Tony has a wealth of experience in taking healthcare and education technology companies to highly successful exits with multi-national companies such as IBM, CSC and Discovery Communications. Tony is a Partner and Deputy Chair at The IT Health Partnership, advising the NHS and suppliers to the NHS and private healthcare sectors in the drive towards joining up digital health and care. His early career was spent at Thorn Software (which became IBM Global Services) where he developed and ran the London based vertical market division, for which he had full P&L responsibility across Healthcare, Public Sector and Financial Services.

Tony is an angel investor in a number of high growth start-ups. He is passionate about supporting SMEs and promoting their role in driving economic growth and prosperity.

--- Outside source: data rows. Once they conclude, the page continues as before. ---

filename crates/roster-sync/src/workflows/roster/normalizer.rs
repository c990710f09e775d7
use chrono::NaiveDate;
use rust_decimal::Decimal;
use std::str::FromStr;

struct DateLayout {
    format: &'static str,
    separator: char,
    year_position: usize,
}

// Order matters: "03/04/2024" must resolve to March 4.
const DATE_LAYOUTS: &[DateLayout] = &[
    DateLayout {
        format: "%m/%d/%Y",
        separator: '/',
        year_position: 2,
    },
    DateLayout {
        format: "%Y-%m-%d",
        separator: '-',
        year_position: 0,
    },
    DateLayout {
        format: "%d-%m-%Y",
        separator: '-',
        year_position: 2,
    },
    DateLayout {
        format: "%m-%d-%Y",
        separator: '-',
        year_position: 2,
    },
];

impl DateLayout {
    fn parse(&self, value: &str) -> Option<NaiveDate> {
        if !self.has_four_digit_year(value) {
            return None;
        }
        NaiveDate::parse_from_str(value, self.format).ok()
    }

    fn has_four_digit_year(&self, value: &str) -> bool {
        value
            .split(self.separator)
            .nth(self.year_position)
            .is_some_and(|year| year.len() == 4 && year.bytes().all(|b| b.is_ascii_digit()))
    }
}

/// Parses a feed date using the first layout that accepts it.
pub fn parse_date(value: &str) -> Option<NaiveDate> {
    let trimmed = value.trim();
    if trimmed.is_empty() {
        return None;
    }

    DATE_LAYOUTS.iter().find_map(|layout| layout.parse(trimmed))
}

/// Parses an amount such as `$1,234.50`. Negative values are returned as-is.
pub fn parse_decimal(value: &str) -> Option<Decimal> {
    let cleaned: String = value
        .chars()
        .filter(|c| !matches!(c, '$' | ','))
        .collect();
    let cleaned = cleaned.trim();
    if cleaned.is_empty() {
        return None;
    }

    Decimal::from_str(cleaned).ok()
}

/// Accepts only a plain non-negative integer literal.
pub fn parse_service_days(value: &str) -> Option<u32> {
    let trimmed = value.trim();
    if trimmed.is_empty() || !trimmed.bytes().all(|b| b.is_ascii_digit()) {
        return None;
    }
    trimmed.parse().ok()
}

pub(crate) fn parse_opt_out(value: &str) -> bool {
    matches!(
        value.trim().to_ascii_lowercase().as_str(),
        "yes" | "y" | "true" | "1"
    )
}

pub(crate) fn clean_header(value: &str) -> String {
    value.replace(['\u{feff}', '\u{200b}'], "").trim().to_string()
}

/// Reduces an uploaded filename to a safe basename for the audit trail.
pub fn sanitize_filename(value: &str) -> String {
    let basename = value.rsplit(['/', '\\']).next().unwrap_or_default();
    let collapsed = basename.split_whitespace().collect::<Vec<_>>().join("_");
    let safe: String = collapsed
        .chars()
        .map(|c| {
            if c.is_ascii_alphanumeric() || matches!(c, '.' | '_' | '-') {
                c
            } else {
                '_'
            }
        })
        .collect();
    let safe = safe.trim_start_matches(['.', '_']);

    if safe.is_empty() {
        "upload".to_string()
    } else {
        safe.to_string()
    }
}

#[cfg(test)]
mod tests {
    use super::*;

    #[test]
    fn ambiguous_dates_resolve_month_first() {
        let date = parse_date("03/04/2024").expect("slash date parses");
        assert_eq!(date, NaiveDate::from_ymd_opt(2024, 3, 4).unwrap());
    }

    #[test]
    fn dash_dates_fall_through_layouts_in_order() {
        assert_eq!(
            parse_date("2024-03-04"),
            NaiveDate::from_ymd_opt(2024, 3, 4)
        );
        // day-month-year wins over month-day-year
        assert_eq!(
            parse_date("03-04-2024"),
            NaiveDate::from_ymd_opt(2024, 4, 3)
        );
        // only month-day-year can accept a 13+ second field
        assert_eq!(
            parse_date("12-25-2024"),
            NaiveDate::from_ymd_opt(2024, 12, 25)
        );
    }

    #[test]
    fn unparseable_dates_are_absent() {
        assert_eq!(parse_date(""), None);
        assert_eq!(parse_date("   "), None);
        assert_eq!(parse_date("not-a-date"), None);
        assert_eq!(parse_date("3/4/24"), None);
        assert_eq!(parse_date("02/30/2024"), None);
    }

    #[test]
    fn decimals_strip_currency_and_grouping() {
        assert_eq!(parse_decimal("$1,234.50"), Some(Decimal::new(123450, 2)));
        assert_eq!(parse_decimal(" 500 "), Some(Decimal::new(500, 0)));
        assert_eq!(parse_decimal("-$12.5"), Some(Decimal::new(-125, 1)));
        assert_eq!(parse_decimal(""), None);
        assert_eq!(parse_decimal("$"), None);
        assert_eq!(parse_decimal("abc"), None);
    }

    #[test]
    fn service_days_require_integer_literals() {
        assert_eq!(parse_service_days("42"), Some(42));
        assert_eq!(parse_service_days(" 7 "), Some(7));
        assert_eq!(parse_service_days("-3"), None);
        assert_eq!(parse_service_days("4.5"), None);
        assert_eq!(parse_service_days(""), None);
    }

    #[test]
    fn headers_lose_byte_order_marks() {
        assert_eq!(clean_header("\u{feff}Talent Name "), "Talent Name");
    }

    #[test]
    fn filenames_are_reduced_to_safe_basenames() {
        assert_eq!(sanitize_filename("roster.csv"), "roster.csv");
        assert_eq!(
            sanitize_filename("../../etc/weekly roster (v2).csv"),
            "weekly_roster__v2_.csv"
        );
        assert_eq!(sanitize_filename("C:\\exports\\May.csv"), "May.csv");
        assert_eq!(sanitize_filename(".."), "upload");
    }
}
use std::sync::Arc;

use axum::{
    body::Bytes,
    extract::{DefaultBodyLimit, Path, Query, State},
    http::StatusCode,
    response::{IntoResponse, Response},
    routing::{get, post},
    Router,
};
use serde::Deserialize;
use serde_json::json;
use tracing::error;

use crate::config::UploadConfig;

use super::domain::{ContractorId, ReviewDecision, ReviewEntryId, UserId};
use super::repository::RosterStore;
use super::review::{ReviewError, ReviewQueueService};
use super::service::RosterSyncService;

const DEFAULT_HISTORY_LIMIT: usize = 20;

/// Shared handler state; cloning only bumps reference counts.
pub struct RosterApi<S> {
    pub sync: Arc<RosterSyncService<S>>,
    pub reviews: Arc<ReviewQueueService<S>>,
    pub uploads: UploadConfig,
}

impl<S> Clone for RosterApi<S> {
    fn clone(&self) -> Self {
        Self {
            sync: self.sync.clone(),
            reviews: self.reviews.clone(),
            uploads: self.uploads.clone(),
        }
    }
}

impl<S> RosterApi<S>
where
    S: RosterStore + 'static,
{
    pub fn new(store: Arc<S>, uploads: UploadConfig) -> Self {
        let sync = RosterSyncService::new(store);
        Self {
            reviews: Arc::new(sync.reviews()),
            sync: Arc::new(sync),
            uploads,
        }
    }
}

#[derive(Debug, Deserialize)]
pub(crate) struct UploadParams {
    filename: String,
    actor: u64,
}

#[derive(Debug, Deserialize)]
pub(crate) struct HistoryParams {
    limit: Option<usize>,
}

#[derive(Debug, Deserialize)]
pub(crate) struct ResolveRequest {
    action: ReviewDecision,
    actor: u64,
}

#[derive(Debug, Deserialize)]
pub(crate) struct RemovalRequest {
    actor: u64,
}

/// Router builder exposing roster uploads, upload history and the review queue.
pub fn roster_router<S>(api: RosterApi<S>) -> Router
where
    S: RosterStore + 'static,
{
    let body_limit = api.uploads.max_upload_bytes;
    Router::new()
        .route(
            "/api/v1/roster/uploads",
            post(upload_handler::<S>).get(history_handler::<S>),
        )
        .route("/api/v1/review-queue", get(pending_handler::<S>))
        .route(
            "/api/v1/review-queue/:entry_id/resolve",
            post(resolve_handler::<S>),
        )
        .route(
            "/api/v1/contractors/:contractor_id/removal-request",
            post(removal_handler::<S>),
        )
        .layer(DefaultBodyLimit::max(body_limit))
        .with_state(api)
}

pub(crate) async fn upload_handler<S>(
    State(api): State<RosterApi<S>>,
    Query(params): Query<UploadParams>,
    body: Bytes,
) -> Response
where
    S: RosterStore + 'static,
{
    if !api.uploads.accepts(&params.filename) {
        let payload = json!({
            "error": "Invalid file format. Please upload a CSV file.",
        });
        return (StatusCode::BAD_REQUEST, axum::Json(payload)).into_response();
    }

    // Parsing and the run lock are blocking work; keep them off the async workers.
    let sync = api.sync.clone();
    let filename = params.filename;
    let actor = UserId(params.actor);
    let outcome = tokio::task::spawn_blocking(move || {
        sync.process_upload(&filename, body.as_ref(), actor)
    })
    .await;

    match outcome {
        Ok(Ok(summary)) => (StatusCode::OK, axum::Json(summary)).into_response(),
        Ok(Err(err)) => {
            let payload = json!({
                "error": err.to_string(),
            });
            (StatusCode::UNPROCESSABLE_ENTITY, axum::Json(payload)).into_response()
        }
        Err(join_err) => {
            error!(error = %join_err, "roster upload task did not complete");
            let payload = json!({
                "error": "roster upload could not be processed",
            });
            (StatusCode::INTERNAL_SERVER_ERROR, axum::Json(payload)).into_response()
        }
    }
}

pub(crate) async fn history_handler<S>(
    State(api): State<RosterApi<S>>,
    Query(params): Query<HistoryParams>,
) -> Response
where
    S: RosterStore + 'static,
{
    let limit = params.limit.unwrap_or(DEFAULT_HISTORY_LIMIT);
    match api.sync.recent_runs(limit) {
        Ok(runs) => (StatusCode::OK, axum::Json(runs)).into_response(),
        Err(err) => {
            let payload = json!({
                "error": err.to_string(),
            });
            (StatusCode::INTERNAL_SERVER_ERROR, axum::Json(payload)).into_response()
        }
    }
}

pub(crate) async fn pending_handler<S>(State(api): State<RosterApi<S>>) -> Response
where
    S: RosterStore + 'static,
{
    match api.reviews.pending() {
        Ok(entries) => {
            let payload = json!({
                "count": entries.len(),
                "entries": entries,
            });
            (StatusCode::OK, axum::Json(payload)).into_response()
        }
        Err(err) => review_error_response(err),
    }
}

pub(crate) async fn resolve_handler<S>(
    State(api): State<RosterApi<S>>,
    Path(entry_id): Path<u64>,
    axum::Json(request): axum::Json<ResolveRequest>,
) -> Response
where
    S: RosterStore + 'static,
{
    match api
        .reviews
        .resolve(ReviewEntryId(entry_id), request.action, UserId(request.actor))
    {
        Ok(entry) => (StatusCode::OK, axum::Json(entry)).into_response(),
        Err(err) => review_error_response(err),
    }
}

pub(crate) async fn removal_handler<S>(
    State(api): State<RosterApi<S>>,
    Path(contractor_id): Path<u64>,
    axum::Json(request): axum::Json<RemovalRequest>,
) -> Response
where
    S: RosterStore + 'static,
{
    match api
        .reviews
        .request_removal(ContractorId(contractor_id), UserId(request.actor))
    {
        Ok(entry) => (StatusCode::ACCEPTED, axum::Json(entry)).into_response(),
        Err(err) => review_error_response(err),
    }
}

fn review_error_response(err: ReviewError) -> Response {
    let status = match err {
        ReviewError::NotFound(_) | ReviewError::ContractorNotFound(_) => StatusCode::NOT_FOUND,
        ReviewError::AlreadyResolved(_) => StatusCode::CONFLICT,
        ReviewError::Repository(_) => StatusCode::INTERNAL_SERVER_ERROR,
    };
    let payload = json!({
        "error": err.to_string(),
    });
    (status, axum::Json(payload)).into_response()
}
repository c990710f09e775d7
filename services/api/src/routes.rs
use crate::infra::AppState;
use axum::http::{header, StatusCode};
use axum::response::IntoResponse;
use axum::Extension;
use axum::Json;
use roster_sync::workflows::roster::{roster_router, RosterApi, RosterStore};
use serde_json::json;

pub(crate) fn with_roster_routes<S>(api: RosterApi<S>) -> axum::Router
where
    S: RosterStore + 'static,
{
    roster_router(api)
        .route("/health", axum::routing::get(healthcheck))
        .route("/ready", axum::routing::get(readiness_endpoint))
        .route("/metrics", axum::routing::get(metrics_endpoint))
}

pub(crate) async fn healthcheck() -> Json<serde_json::Value> {
    Json(json!({ "status": "ok" }))
}

pub(crate) async fn readiness_endpoint(Extension(state): Extension<AppState>) -> impl IntoResponse {
    let ready = state.readiness.load(std::sync::atomic::Ordering::Relaxed);
    let status = if ready {
        StatusCode::OK
    } else {
        StatusCode::SERVICE_UNAVAILABLE
    };

    let payload = if ready {
        json!({ "status": "ready" })
    } else {
        json!({ "status": "initializing" })
    };

    (status, Json(payload))
}

pub(crate) async fn metrics_endpoint(Extension(state): Extension<AppState>) -> impl IntoResponse {
    (
        StatusCode::OK,
        [(header::CONTENT_TYPE, "text/plain; version=0.0.4")],
        state.metrics.render(),
    )
}
use roster_sync_api::run;

#[tokio::main]
async fn main() {
    if let Err(err) = run().await {
        eprintln!("application error: {err}");
        std::process::exit(1);
    }
}
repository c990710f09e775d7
pub mod config;
pub mod error;
pub mod telemetry;
pub mod workflows;
use crate::infra::{load_store, persist_store};
use clap::Args;
use roster_sync::config::{AppConfig, StorageConfig};
use roster_sync::error::AppError;
use roster_sync::telemetry;
use roster_sync::workflows::roster::{RosterSyncService, RunSummary, UserId};
use std::path::PathBuf;
use std::sync::Arc;

#[derive(Args, Debug)]
pub(crate) struct ReconcileArgs {
    /// Roster CSV export to reconcile
    #[arg(long)]
    pub(crate) csv: PathBuf,
    /// User id recorded as the uploader
    #[arg(long)]
    pub(crate) actor: u64,
    /// JSON state file to load before and save after the run (defaults to ROSTER_STATE_PATH)
    #[arg(long)]
    pub(crate) state: Option<PathBuf>,
}

pub(crate) fn run_reconcile(args: ReconcileArgs) -> Result<(), AppError> {
    let config = AppConfig::load()?;
    telemetry::init(&config.telemetry)?;

    let storage = match args.state {
        Some(path) => StorageConfig {
            state_path: Some(path),
        },
        None => config.storage,
    };

    let store = Arc::new(load_store(&storage)?);
    let sync = RosterSyncService::new(store.clone());
    let outcome = sync.process_path(&args.csv, UserId(args.actor));

    // Failed runs are part of the audit trail too.
    persist_store(&store, &storage)?;
    let summary = outcome?;

    let pending = sync.reviews().pending_count()?;
    println!("{}", render_summary(&args.csv, &summary, pending));
    Ok(())
}

fn render_summary(csv: &std::path::Path, summary: &RunSummary, pending: usize) -> String {
    format!(
        "Roster reconciliation for {}\n\
         - {} rows processed\n\
         - {} contractors added\n\
         - {} contractors updated\n\
         - {} rows skipped\n\
         - {} contractors queued for review ({} pending in total)",
        csv.display(),
        summary.processed,
        summary.added,
        summary.updated,
        summary.skipped(),
        summary.queued,
        pending
    )
}

#[cfg(test)]
mod tests {
    use super::*;
    use std::path::Path;

    #[test]
    fn summary_lists_every_counter() {
        let summary = RunSummary {
            processed: 5,
            added: 2,
            updated: 2,
            queued: 1,
        };
        let rendered = render_summary(Path::new("roster.csv"), &summary, 3);

        assert!(rendered.starts_with("Roster reconciliation for roster.csv"));
        assert!(rendered.contains("- 5 rows processed"));
        assert!(rendered.contains("- 2 contractors added"));
        assert!(rendered.contains("- 2 contractors updated"));
        assert!(rendered.contains("- 1 rows skipped"));
        assert!(rendered.contains("- 1 contractors queued for review (3 pending in total)"));
    }
}
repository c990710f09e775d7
use crate::reconcile::{run_reconcile, ReconcileArgs};
use crate::server;
use clap::{Args, Parser, Subcommand};
use roster_sync::error::AppError;

#[derive(Parser, Debug)]
#[command(
    name = "Roster Sync",
    about = "Reconcile contractor roster uploads and serve the review queue",
    version
)]
struct Cli {
    #[command(subcommand)]
    command: Option<Command>,
}

#[derive(Subcommand, Debug)]
enum Command {
    /// Start the HTTP service (default command)
    Serve(ServeArgs),
    /// Reconcile a roster CSV against the stored roster and print the run summary
    Reconcile(ReconcileArgs),
}

#[derive(Args, Debug, Default)]
pub(crate) struct ServeArgs {
    /// Override the configured host for the HTTP server
    #[arg(long)]
    pub(crate) host: Option<String>,
    /// Override the configured port for the HTTP server
    #[arg(long)]
    pub(crate) port: Option<u16>,
}

pub(crate) async fn run() -> Result<(), AppError> {
    let cli = Cli::parse();
    let command = cli
        .command
        .unwrap_or_else(|| Command::Serve(ServeArgs::default()));

    match command {
        Command::Serve(args) => server::run(args).await,
        Command::Reconcile(args) => run_reconcile(args),
    }
}
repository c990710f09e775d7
use chrono::{DateTime, NaiveDate, Utc};
use rust_decimal::Decimal;
use serde::{Deserialize, Serialize};
use std::fmt;

#[derive(Debug, Clone, Copy, PartialEq, Eq, Hash, PartialOrd, Ord, Serialize, Deserialize)]
#[serde(transparent)]
pub struct ContractorId(pub u64);

#[derive(Debug, Clone, Copy, PartialEq, Eq, Hash, PartialOrd, Ord, Serialize, Deserialize)]
#[serde(transparent)]
pub struct ReviewEntryId(pub u64);

#[derive(Debug, Clone, Copy, PartialEq, Eq, Hash, PartialOrd, Ord, Serialize, Deserialize)]
#[serde(transparent)]
pub struct UploadRunId(pub u64);

/// Identifier of the application user performing an action.
#[derive(Debug, Clone, Copy, PartialEq, Eq, Hash, PartialOrd, Ord, Serialize, Deserialize)]
#[serde(transparent)]
pub struct UserId(pub u64);

impl fmt::Display for ContractorId {
    fn fmt(&self, f: &mut fmt::Formatter<'_>) -> fmt::Result {
        write!(f, "{}", self.0)
    }
}

impl fmt::Display for ReviewEntryId {
    fn fmt(&self, f: &mut fmt::Formatter<'_>) -> fmt::Result {
        write!(f, "{}", self.0)
    }
}

#[derive(Debug, Clone, Copy, PartialEq, Eq, Hash, Default, Serialize, Deserialize)]
#[serde(rename_all = "snake_case")]
pub enum ContractorStatus {
    #[default]
    Current,
    Inactive,
    Pending,
    Terminated,
}

impl ContractorStatus {
    pub const fn label(self) -> &'static str {
        match self {
            Self::Current => "Current",
            Self::Inactive => "Inactive",
            Self::Pending => "Pending",
            Self::Terminated => "Terminated",
        }
    }

    /// Case-insensitive match against the labels used by the vendor export.
    pub fn parse(value: &str) -> Option<Self> {
        match value.trim().to_ascii_lowercase().as_str() {
            "current" => Some(Self::Current),
            "inactive" => Some(Self::Inactive),
            "pending" => Some(Self::Pending),
            "terminated" => Some(Self::Terminated),
            _ => None,
        }
    }
}

/// Fields of a contractor that the roster feed is allowed to overwrite.
#[derive(Debug, Clone, PartialEq, Eq, Default, Serialize, Deserialize)]
pub struct ContractorProfile {
    pub external_id: Option<String>,
    pub name: String,
    pub job_title: String,
    pub status: ContractorStatus,
    pub start_date: Option<NaiveDate>,
    pub end_date: Option<NaiveDate>,
    pub mobile: String,
    pub recruiter: String,
    pub peoplesoft_id: String,
    pub account_manager: String,
    pub account_name: String,
    pub spread_amount: Option<Decimal>,
    pub days_since_service: u32,
    pub opt_out_mobile: bool,
}

impl ContractorProfile {
    pub fn named(name: impl Into<String>) -> Self {
        Self {
            name: name.into(),
            ..Self::default()
        }
    }

    pub fn with_external_id(mut self, external_id: impl Into<String>) -> Self {
        self.external_id = Some(external_id.into());
        self
    }
}

#[derive(Debug, Clone, PartialEq, Eq, Serialize, Deserialize)]
pub struct ContractorRecord {
    pub id: ContractorId,
    pub profile: ContractorProfile,
    pub created_at: DateTime<Utc>,
    pub updated_at: DateTime<Utc>,
    pub created_by: Option<UserId>,
}

impl ContractorRecord {
    pub fn is_active(&self) -> bool {
        self.profile.status == ContractorStatus::Current
    }

    pub fn contract_duration_days(&self) -> Option<i64> {
        match (self.profile.start_date, self.profile.end_date) {
            (Some(start), Some(end)) => Some((end - start).num_days()),
            _ => None,
        }
    }
}

/// A contractor staged for insertion; the store assigns the id on commit.
#[derive(Debug, Clone, PartialEq, Eq)]
pub struct NewContractor {
    pub profile: ContractorProfile,
    pub created_at: DateTime<Utc>,
    pub created_by: Option<UserId>,
}

impl NewContractor {
    pub fn into_record(self, id: ContractorId) -> ContractorRecord {
        ContractorRecord {
            id,
            profile: self.profile,
            created_at: self.created_at,
            updated_at: self.created_at,
            created_by: self.created_by,
        }
    }
}

/// Outcome recorded when a reviewer closes a queue entry.
#[derive(Debug, Clone, Copy, PartialEq, Eq, Serialize, Deserialize)]
#[serde(rename_all = "snake_case")]
pub enum ReviewAction {
    Kept,
    Removed,
    Modified,
}

impl ReviewAction {
    pub const fn label(self) -> &'static str {
        match self {
            Self::Kept => "kept",
            Self::Removed => "removed",
            Self::Modified => "modified",
        }
    }
}

/// Reviewer instruction for a pending queue entry.
#[derive(Debug, Clone, Copy, PartialEq, Eq, Serialize, Deserialize)]
#[serde(rename_all = "snake_case")]
pub enum ReviewDecision {
    Keep,
    Remove,
    Modify,
}

impl ReviewDecision {
    pub const fn action(self) -> ReviewAction {
        match self {
            Self::Keep => ReviewAction::Kept,
            Self::Remove => ReviewAction::Removed,
            Self::Modify => ReviewAction::Modified,
        }
    }
}

#[derive(Debug, Clone, PartialEq, Eq, Serialize, Deserialize)]
pub struct ReviewResolution {
    pub action: ReviewAction,
    pub reviewed_at: DateTime<Utc>,
    pub reviewed_by: UserId,
}

#[derive(Debug, Clone, PartialEq, Eq, Serialize, Deserialize)]
pub struct ReviewQueueEntry {
    pub id: ReviewEntryId,
    pub contractor_id: ContractorId,
    pub reason: String,
    pub added_at: DateTime<Utc>,
    pub added_by: UserId,
    pub resolution: Option<ReviewResolution>,
}

impl ReviewQueueEntry {
    pub fn is_resolved(&self) -> bool {
        self.resolution.is_some()
    }
}

#[derive(Debug, Clone, PartialEq, Eq)]
pub struct NewReviewEntry {
    pub contractor_id: ContractorId,
    pub reason: String,
    pub added_at: DateTime<Utc>,
    pub added_by: UserId,
}

impl NewReviewEntry {
    pub fn into_entry(self, id: ReviewEntryId) -> ReviewQueueEntry {
        ReviewQueueEntry {
            id,
            contractor_id: self.contractor_id,
            reason: self.reason,
            added_at: self.added_at,
            added_by: self.added_by,
            resolution: None,
        }
    }
}

/// Aggregate counters returned by a reconciliation run.
#[derive(Debug, Clone, Copy, PartialEq, Eq, Default, Serialize, Deserialize)]
pub struct RunSummary {
    pub processed: u32,
    pub added: u32,
    pub updated: u32,
    pub queued: u32,
}

impl RunSummary {
    /// Rows that were read but neither created nor updated a contractor.
    pub fn skipped(&self) -> u32 {
        self.processed
            .saturating_sub(self.added)
            .saturating_sub(self.updated)
    }
}

#[derive(Debug, Clone, Copy, PartialEq, Eq, Serialize, Deserialize)]
#[serde(rename_all = "snake_case")]
pub enum UploadStatus {
    Completed,
    Failed,
}

impl UploadStatus {
    pub const fn label(self) -> &'static str {
        match self {
            Self::Completed => "completed",
            Self::Failed => "failed",
        }
    }
}

/// Audit record of one reconciliation invocation. Written once, never updated.
#[derive(Debug, Clone, PartialEq, Eq, Serialize, Deserialize)]
pub struct UploadRun {
    pub id: UploadRunId,
    pub filename: String,
    pub uploaded_by: UserId,
    pub uploaded_at: DateTime<Utc>,
    /// Absent for failed runs.
    pub summary: Option<RunSummary>,
    pub status: UploadStatus,
    pub error_message: Option<String>,
}

#[derive(Debug, Clone, PartialEq, Eq)]
pub struct NewUploadRun {
    pub filename: String,
    pub uploaded_by: UserId,
    pub uploaded_at: DateTime<Utc>,
    pub summary: Option<RunSummary>,
    pub status: UploadStatus,
    pub error_message: Option<String>,
}

impl NewUploadRun {
    pub fn completed(
        filename: impl Into<String>,
        uploaded_by: UserId,
        uploaded_at: DateTime<Utc>,
        summary: RunSummary,
    ) -> Self {
        Self {
            filename: filename.into(),
            uploaded_by,
            uploaded_at,
            summary: Some(summary),
            status: UploadStatus::Completed,
            error_message: None,
        }
    }

    pub fn failed(
        filename: impl Into<String>,
        uploaded_by: UserId,
        uploaded_at: DateTime<Utc>,
        error_message: impl Into<String>,
    ) -> Self {
        Self {
            filename: filename.into(),
            uploaded_by,
            uploaded_at,
            summary: None,
            status: UploadStatus::Failed,
            error_message: Some(error_message.into()),
        }
    }

    pub fn into_run(self, id: UploadRunId) -> UploadRun {
        UploadRun {
            id,
            filename: self.filename,
            uploaded_by: self.uploaded_by,
            uploaded_at: self.uploaded_at,
            summary: self.summary,
            status: self.status,
            error_message: self.error_message,
        }
    }
}

#[cfg(test)]
mod tests {
    use super::*;

    #[test]
    fn status_parse_ignores_case_and_padding() {
        assert_eq!(
            ContractorStatus::parse("  current "),
            Some(ContractorStatus::Current)
        );
        assert_eq!(
            ContractorStatus::parse("TERMINATED"),
            Some(ContractorStatus::Terminated)
        );
        assert_eq!(ContractorStatus::parse("on leave"), None);
    }

    #[test]
    fn contract_duration_requires_both_dates() {
        let now = Utc::now();
        let mut profile = ContractorProfile::named("Jane Doe");
        profile.start_date = NaiveDate::from_ymd_opt(2024, 1, 1);
        let mut record = NewContractor {
            profile,
            created_at: now,
            created_by: None,
        }
        .into_record(ContractorId(1));
        assert_eq!(record.contract_duration_days(), None);

        record.profile.end_date = NaiveDate::from_ymd_opt(2024, 3, 1);
        assert_eq!(record.contract_duration_days(), Some(60));
        assert!(record.is_active());
    }
}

Sara Shaw – Senior Researcher, co-Lead of the Interdisciplinary Research in Health Sciences (IRIHS) Research Group, Department of Primary Care Health Sciences, and Fellow at Green Templeton College

Dr Sara Shaw is a Senior Researcher at the University of Oxford. She has a background in medical sociology and policy studies and her research focuses on the organisation and development of healthcare policy and practice. Her particular interests lie in the development of health and social policies, how these are understood and interpreted by patients, practitioners, professionals and policymakers, and how policies shape organisational processes, routines and decision-making. She has considerable experience of developing and applying qualitative methods and has undertaken work on topics ranging from NHS commissioning and integrated care to health research policy and research governance.

Sara is committed to working across boundaries. In addition to her position at University of Oxford, she is Honorary Reader at Queen Mary University of London and Visiting Senior Fellow at the Nuffield Trust, an independent UK charity focused on researching health policy and the organisation and delivery of health care. She has undertaken work for the Department of Health, Royal College of General Practitioners, Faculty of Public Health, National Institute for Health Research and NHS R&D Forum. She is on the Editorial Board of Sociology of Health & Illness, is Associate Editor for BMC Health Services Research; and has published widely on topics including shaping national health research policy, critical approaches to understanding and analysing policy and the organisation of health and social care.